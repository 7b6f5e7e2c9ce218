use std::sync::Arc;

use uuid::Uuid;

use crate::history_api::wire_error::ApiError;
use crate::metrics::ServerMetrics;

/// Trait for handler error types that can be converted to [`ApiError`].
pub trait IntoApiError {
    fn into_api_error(self) -> ApiError;
}

/// Records error metrics and converts handler errors to [`ApiError`].
///
/// Replaces per-handler `record_err` closures with a single reusable type.
pub struct ErrorRecorder<'a> {
    metrics: &'a Arc<ServerMetrics>,
    handler_name: &'a str,
    request_id: &'a Uuid,
}

impl<'a> ErrorRecorder<'a> {
    pub fn new(
        metrics: &'a Arc<ServerMetrics>,
        handler_name: &'a str,
        request_id: &'a Uuid,
    ) -> Self {
        Self {
            metrics,
            handler_name,
            request_id,
        }
    }

    pub fn record<E>(&self, code: &str, e: E) -> ApiError
    where
        E: IntoApiError + std::fmt::Display,
    {
        self.metrics.record_error(self.handler_name, code);
        tracing::error!(
            handler = self.handler_name,
            error_code = code,
            request_id = %self.request_id,
            "{e}",
        );
        e.into_api_error()
    }
}
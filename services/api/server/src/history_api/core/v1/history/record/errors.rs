use crate::history_api::wire_error::ApiError;

pub type HandlerResult<T> = Result<T, ApiError>;

#[derive(Debug, thiserror::Error)]
pub enum Error {
    #[error("Database error: {0}")]
    DatabaseError(#[from] diesel::result::Error),

    #[error("Failed to get database connection: {0}")]
    PoolError(String),
}

impl Error {
    pub fn to_api_error(self) -> ApiError {
        match self {
            Error::DatabaseError(e) => ApiError::internal_server_error(
                format!("Failed to save search: {e}"),
            ),
            Error::PoolError(e) => ApiError::service_unavailable(format!(
                "Service temporarily unavailable: {e}"
            )),
        }
    }
}

impl crate::history_api::error_recorder::IntoApiError for Error {
    fn into_api_error(self) -> ApiError {
        self.to_api_error()
    }
}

> [YOUR ASSIGNMENT]:
Find the lines above holding the word "format" and show them.

> [REPLY]:
                format!("Failed to save search: {e}"),
            Error::PoolError(e) => ApiError::service_unavailable(format!(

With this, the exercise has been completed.